The problem -> Collect every line in the records below that contains the word "CycleController".

Saved entries ->
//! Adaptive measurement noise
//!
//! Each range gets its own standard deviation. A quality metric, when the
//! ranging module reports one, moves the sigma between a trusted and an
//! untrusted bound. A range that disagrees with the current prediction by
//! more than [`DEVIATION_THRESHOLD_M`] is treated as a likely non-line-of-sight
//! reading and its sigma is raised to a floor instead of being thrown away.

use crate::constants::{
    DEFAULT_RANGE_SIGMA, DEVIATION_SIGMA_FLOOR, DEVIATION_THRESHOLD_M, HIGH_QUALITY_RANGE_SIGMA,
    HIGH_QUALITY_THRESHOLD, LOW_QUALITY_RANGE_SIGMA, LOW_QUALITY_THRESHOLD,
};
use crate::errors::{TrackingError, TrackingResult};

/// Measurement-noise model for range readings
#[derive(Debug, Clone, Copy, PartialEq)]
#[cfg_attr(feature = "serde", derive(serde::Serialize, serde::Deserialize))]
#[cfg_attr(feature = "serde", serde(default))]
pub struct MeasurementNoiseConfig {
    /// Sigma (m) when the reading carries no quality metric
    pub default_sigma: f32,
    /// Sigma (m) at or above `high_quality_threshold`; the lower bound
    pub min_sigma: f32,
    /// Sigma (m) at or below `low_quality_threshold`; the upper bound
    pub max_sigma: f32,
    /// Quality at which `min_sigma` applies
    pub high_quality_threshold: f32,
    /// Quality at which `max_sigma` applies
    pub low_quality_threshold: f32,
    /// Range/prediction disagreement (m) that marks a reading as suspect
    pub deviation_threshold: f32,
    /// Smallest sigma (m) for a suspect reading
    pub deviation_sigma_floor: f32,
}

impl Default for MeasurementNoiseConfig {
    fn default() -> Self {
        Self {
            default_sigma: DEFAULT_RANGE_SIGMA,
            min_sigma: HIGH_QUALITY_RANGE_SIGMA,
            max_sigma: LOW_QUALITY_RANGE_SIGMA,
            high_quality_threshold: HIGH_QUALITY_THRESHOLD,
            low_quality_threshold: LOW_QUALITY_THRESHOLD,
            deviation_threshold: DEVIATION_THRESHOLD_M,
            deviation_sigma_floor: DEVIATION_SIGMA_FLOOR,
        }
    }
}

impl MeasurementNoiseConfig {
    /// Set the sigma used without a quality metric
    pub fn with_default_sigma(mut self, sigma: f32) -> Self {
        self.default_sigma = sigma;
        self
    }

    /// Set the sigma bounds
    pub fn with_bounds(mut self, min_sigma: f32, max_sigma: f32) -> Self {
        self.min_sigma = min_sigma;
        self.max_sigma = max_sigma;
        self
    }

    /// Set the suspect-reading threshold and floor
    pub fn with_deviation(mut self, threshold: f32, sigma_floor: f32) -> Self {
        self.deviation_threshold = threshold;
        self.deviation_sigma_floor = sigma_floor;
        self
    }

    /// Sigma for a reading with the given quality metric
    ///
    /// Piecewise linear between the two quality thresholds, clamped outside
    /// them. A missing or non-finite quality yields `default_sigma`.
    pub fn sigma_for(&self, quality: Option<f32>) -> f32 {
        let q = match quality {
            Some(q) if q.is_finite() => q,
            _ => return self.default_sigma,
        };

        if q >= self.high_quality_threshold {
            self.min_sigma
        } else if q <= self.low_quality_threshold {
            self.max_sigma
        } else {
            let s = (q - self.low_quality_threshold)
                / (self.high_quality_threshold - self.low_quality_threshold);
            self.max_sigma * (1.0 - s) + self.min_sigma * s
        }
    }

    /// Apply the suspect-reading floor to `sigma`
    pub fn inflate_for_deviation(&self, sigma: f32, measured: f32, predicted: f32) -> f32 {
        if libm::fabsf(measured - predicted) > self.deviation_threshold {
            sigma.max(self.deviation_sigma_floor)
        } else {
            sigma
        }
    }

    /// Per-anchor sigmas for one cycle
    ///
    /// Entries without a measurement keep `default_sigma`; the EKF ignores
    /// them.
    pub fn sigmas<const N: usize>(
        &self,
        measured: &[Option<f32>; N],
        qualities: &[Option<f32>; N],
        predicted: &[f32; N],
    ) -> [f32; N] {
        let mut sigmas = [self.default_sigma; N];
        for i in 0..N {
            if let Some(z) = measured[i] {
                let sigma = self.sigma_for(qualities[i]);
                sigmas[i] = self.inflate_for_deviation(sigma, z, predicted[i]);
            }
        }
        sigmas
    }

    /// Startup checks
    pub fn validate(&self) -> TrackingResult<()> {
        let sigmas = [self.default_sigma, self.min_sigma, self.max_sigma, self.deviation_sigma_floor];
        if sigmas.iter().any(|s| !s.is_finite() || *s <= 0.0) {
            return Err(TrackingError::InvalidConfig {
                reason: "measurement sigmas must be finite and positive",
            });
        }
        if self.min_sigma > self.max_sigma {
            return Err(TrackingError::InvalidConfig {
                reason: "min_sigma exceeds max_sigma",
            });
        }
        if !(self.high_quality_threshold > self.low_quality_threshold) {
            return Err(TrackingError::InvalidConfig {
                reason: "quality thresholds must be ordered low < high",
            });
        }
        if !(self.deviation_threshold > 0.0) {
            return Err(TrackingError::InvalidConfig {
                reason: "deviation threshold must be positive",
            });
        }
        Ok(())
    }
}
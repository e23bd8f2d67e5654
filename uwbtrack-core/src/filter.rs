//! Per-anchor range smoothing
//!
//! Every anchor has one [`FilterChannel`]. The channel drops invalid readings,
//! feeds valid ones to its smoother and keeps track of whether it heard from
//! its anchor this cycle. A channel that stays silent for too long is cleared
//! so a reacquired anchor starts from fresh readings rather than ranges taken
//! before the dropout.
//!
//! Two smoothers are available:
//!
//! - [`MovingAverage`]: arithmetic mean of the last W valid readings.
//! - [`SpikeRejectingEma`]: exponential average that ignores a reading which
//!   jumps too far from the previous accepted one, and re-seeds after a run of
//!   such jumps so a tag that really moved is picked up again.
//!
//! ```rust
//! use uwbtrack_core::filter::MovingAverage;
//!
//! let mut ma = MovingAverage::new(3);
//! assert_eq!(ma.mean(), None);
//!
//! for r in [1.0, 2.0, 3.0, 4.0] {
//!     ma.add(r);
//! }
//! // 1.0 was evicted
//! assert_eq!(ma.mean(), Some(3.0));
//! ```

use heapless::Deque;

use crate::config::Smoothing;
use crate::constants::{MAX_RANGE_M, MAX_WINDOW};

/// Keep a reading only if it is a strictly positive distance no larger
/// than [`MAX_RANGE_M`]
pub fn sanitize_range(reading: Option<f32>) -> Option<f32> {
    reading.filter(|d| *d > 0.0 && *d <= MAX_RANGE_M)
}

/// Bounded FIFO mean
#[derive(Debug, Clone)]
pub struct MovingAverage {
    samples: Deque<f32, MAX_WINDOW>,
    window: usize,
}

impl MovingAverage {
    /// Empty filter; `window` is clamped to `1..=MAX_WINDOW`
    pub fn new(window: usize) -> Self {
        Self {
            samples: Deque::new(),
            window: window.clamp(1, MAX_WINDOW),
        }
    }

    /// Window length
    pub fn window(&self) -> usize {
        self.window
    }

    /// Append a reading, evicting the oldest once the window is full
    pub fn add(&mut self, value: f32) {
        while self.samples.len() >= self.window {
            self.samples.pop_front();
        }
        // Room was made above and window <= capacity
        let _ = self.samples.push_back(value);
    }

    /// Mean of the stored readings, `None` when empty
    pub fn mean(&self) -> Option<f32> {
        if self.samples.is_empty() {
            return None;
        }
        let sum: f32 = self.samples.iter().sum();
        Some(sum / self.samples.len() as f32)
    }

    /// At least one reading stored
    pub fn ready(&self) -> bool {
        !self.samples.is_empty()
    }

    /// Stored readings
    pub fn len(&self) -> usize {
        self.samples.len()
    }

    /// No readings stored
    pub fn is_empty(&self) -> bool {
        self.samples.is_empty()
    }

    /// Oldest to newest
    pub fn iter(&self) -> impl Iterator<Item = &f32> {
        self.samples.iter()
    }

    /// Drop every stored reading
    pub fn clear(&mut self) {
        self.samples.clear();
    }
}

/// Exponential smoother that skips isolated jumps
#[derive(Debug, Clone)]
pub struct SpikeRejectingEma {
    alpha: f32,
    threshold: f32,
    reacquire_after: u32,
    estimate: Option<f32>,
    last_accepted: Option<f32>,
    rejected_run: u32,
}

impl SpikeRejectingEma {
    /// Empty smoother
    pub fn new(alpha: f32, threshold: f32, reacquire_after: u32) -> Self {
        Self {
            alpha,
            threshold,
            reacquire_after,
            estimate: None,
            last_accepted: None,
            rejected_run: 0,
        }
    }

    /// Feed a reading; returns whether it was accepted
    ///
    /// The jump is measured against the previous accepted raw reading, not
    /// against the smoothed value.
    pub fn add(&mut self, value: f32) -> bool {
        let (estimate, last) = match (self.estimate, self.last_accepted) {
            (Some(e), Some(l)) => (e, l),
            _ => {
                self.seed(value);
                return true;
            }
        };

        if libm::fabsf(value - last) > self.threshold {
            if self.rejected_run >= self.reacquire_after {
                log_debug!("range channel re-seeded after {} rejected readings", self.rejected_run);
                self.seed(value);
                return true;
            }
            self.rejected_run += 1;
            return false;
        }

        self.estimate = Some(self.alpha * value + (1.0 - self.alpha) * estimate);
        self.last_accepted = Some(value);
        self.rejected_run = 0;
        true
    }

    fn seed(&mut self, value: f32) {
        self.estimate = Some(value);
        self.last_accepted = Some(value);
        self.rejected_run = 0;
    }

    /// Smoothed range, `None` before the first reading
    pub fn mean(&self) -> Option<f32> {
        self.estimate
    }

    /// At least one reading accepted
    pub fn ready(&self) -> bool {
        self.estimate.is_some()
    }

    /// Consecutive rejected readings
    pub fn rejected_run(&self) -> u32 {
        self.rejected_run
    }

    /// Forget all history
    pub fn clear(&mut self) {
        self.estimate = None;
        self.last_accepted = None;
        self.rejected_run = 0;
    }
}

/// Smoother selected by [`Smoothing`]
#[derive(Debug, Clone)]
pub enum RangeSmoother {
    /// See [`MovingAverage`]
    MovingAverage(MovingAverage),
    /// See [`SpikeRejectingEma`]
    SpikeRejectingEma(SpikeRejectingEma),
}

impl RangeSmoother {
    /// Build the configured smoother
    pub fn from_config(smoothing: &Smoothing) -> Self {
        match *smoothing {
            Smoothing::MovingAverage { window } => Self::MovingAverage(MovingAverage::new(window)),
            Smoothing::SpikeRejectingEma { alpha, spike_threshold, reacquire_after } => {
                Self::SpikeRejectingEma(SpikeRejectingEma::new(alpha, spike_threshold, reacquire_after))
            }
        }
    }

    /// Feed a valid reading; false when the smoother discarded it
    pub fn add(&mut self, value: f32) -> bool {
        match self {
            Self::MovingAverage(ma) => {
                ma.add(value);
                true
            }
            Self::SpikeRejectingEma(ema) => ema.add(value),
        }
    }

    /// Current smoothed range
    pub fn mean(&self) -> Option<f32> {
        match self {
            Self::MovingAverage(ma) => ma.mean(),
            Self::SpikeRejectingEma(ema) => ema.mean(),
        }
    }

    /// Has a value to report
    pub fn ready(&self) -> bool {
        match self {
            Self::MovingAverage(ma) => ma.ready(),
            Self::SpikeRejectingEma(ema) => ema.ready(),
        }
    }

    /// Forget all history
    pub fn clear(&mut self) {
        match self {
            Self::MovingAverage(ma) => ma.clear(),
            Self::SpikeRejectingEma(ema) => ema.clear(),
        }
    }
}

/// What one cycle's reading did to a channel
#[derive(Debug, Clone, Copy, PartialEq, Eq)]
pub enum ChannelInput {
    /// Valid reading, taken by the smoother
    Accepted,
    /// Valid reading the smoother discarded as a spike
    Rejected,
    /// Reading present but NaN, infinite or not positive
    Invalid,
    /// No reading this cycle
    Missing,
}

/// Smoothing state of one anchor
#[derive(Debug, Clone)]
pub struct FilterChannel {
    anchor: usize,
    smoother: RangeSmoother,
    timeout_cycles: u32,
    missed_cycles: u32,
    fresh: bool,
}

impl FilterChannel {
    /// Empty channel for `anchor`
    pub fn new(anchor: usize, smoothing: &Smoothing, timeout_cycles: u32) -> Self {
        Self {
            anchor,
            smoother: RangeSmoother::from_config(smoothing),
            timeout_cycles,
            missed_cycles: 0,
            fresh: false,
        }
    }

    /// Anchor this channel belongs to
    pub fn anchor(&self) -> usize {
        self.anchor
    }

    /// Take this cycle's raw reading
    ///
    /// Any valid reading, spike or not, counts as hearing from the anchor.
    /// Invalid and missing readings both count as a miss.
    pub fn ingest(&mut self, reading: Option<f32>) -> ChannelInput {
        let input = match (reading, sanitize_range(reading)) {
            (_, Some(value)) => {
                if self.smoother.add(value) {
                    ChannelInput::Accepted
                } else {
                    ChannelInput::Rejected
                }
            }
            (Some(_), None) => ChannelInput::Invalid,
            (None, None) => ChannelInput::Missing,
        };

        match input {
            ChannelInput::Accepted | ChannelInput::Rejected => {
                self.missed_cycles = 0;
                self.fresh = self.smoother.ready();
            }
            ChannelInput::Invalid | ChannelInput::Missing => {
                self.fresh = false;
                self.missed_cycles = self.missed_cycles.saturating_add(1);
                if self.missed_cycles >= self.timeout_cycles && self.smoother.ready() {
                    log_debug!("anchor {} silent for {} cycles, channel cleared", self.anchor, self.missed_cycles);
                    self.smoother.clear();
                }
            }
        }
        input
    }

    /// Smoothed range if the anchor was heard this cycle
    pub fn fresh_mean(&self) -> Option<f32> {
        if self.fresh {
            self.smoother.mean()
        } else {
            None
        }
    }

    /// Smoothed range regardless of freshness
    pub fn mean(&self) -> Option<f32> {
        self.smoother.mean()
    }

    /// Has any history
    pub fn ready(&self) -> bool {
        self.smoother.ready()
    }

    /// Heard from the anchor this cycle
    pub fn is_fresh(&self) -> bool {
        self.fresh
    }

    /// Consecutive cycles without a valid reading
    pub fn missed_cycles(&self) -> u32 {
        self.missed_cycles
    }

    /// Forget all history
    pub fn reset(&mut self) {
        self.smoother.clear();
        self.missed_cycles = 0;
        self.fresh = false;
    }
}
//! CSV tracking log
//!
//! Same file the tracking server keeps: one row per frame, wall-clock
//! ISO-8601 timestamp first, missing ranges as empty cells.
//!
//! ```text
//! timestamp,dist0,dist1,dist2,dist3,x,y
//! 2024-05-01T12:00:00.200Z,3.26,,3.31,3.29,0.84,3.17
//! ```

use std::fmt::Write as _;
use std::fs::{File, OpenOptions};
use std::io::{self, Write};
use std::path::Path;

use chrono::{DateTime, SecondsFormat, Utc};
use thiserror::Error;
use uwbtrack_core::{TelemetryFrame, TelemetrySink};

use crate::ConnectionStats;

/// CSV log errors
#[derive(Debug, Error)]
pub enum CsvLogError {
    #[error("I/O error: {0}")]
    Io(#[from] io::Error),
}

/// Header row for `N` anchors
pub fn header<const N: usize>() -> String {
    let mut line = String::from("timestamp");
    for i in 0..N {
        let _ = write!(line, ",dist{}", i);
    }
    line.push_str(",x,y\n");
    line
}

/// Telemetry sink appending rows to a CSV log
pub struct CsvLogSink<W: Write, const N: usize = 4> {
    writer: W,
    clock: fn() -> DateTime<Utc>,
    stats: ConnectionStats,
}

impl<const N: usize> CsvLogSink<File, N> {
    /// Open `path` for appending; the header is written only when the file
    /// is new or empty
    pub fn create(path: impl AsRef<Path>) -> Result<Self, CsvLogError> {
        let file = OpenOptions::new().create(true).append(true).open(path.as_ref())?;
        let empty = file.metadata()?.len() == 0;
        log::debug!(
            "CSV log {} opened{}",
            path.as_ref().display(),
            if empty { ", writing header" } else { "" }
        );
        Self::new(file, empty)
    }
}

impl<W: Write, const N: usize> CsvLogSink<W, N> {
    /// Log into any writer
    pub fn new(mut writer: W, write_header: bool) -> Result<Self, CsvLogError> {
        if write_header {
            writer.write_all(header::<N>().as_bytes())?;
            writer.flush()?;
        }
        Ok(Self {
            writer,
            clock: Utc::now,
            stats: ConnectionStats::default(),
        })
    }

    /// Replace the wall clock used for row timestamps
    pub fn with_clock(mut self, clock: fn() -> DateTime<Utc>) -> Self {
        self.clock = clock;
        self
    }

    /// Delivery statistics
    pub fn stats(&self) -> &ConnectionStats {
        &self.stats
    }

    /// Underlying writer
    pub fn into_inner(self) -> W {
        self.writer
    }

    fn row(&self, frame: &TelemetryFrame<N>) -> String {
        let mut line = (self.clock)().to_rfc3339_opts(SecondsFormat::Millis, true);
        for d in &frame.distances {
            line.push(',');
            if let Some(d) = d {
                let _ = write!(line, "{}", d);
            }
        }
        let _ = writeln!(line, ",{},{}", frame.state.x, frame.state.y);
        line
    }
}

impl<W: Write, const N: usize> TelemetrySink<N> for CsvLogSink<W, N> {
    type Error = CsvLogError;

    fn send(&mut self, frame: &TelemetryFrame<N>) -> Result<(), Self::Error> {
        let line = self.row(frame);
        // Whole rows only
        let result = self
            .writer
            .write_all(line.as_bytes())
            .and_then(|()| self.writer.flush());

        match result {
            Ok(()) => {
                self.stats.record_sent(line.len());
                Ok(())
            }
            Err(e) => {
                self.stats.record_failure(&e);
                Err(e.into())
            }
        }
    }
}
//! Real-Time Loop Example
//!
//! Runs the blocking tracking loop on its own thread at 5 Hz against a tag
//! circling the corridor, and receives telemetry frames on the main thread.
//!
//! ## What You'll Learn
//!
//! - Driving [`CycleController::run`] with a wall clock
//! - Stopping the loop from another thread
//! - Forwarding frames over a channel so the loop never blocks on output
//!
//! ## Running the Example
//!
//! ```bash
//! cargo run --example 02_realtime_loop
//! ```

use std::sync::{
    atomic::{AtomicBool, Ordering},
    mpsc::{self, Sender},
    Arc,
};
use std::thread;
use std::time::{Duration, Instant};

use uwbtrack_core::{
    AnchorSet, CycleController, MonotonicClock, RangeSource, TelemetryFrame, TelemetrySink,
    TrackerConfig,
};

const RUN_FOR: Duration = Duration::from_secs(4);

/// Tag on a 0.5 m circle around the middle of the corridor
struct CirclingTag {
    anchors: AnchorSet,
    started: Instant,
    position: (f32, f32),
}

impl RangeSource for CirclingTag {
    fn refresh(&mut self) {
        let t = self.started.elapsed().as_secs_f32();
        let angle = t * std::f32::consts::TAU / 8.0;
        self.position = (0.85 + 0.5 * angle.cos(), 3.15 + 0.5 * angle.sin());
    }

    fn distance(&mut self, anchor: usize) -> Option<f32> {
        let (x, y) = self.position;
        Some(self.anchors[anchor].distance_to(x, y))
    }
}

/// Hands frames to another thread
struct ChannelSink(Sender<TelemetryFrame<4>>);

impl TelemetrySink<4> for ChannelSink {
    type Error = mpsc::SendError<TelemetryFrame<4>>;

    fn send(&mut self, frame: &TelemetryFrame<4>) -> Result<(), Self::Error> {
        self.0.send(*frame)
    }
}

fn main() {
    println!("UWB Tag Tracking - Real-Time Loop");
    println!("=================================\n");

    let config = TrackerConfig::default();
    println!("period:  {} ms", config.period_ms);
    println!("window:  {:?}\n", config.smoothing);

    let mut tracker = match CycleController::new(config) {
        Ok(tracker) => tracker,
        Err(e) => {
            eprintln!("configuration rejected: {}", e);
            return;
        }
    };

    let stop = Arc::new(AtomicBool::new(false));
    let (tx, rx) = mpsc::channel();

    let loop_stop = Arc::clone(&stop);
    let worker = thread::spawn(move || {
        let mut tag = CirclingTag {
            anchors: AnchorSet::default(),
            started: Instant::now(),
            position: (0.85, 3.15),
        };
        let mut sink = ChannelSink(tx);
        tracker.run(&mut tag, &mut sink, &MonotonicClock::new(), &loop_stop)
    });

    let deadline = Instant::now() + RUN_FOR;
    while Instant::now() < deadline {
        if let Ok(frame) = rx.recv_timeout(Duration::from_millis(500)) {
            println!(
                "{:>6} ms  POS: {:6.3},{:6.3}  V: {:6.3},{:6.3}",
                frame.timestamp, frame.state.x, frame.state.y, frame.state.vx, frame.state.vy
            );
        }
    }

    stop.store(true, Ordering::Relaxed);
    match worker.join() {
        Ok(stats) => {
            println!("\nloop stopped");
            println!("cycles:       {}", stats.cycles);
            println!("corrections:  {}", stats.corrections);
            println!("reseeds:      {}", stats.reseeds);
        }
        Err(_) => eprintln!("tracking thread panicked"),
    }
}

Exercise answer ->
//! - Driving [`CycleController::run`] with a wall clock
    AnchorSet, CycleController, MonotonicClock, RangeSource, TelemetryFrame, TelemetrySink,
    let mut tracker = match CycleController::new(config) {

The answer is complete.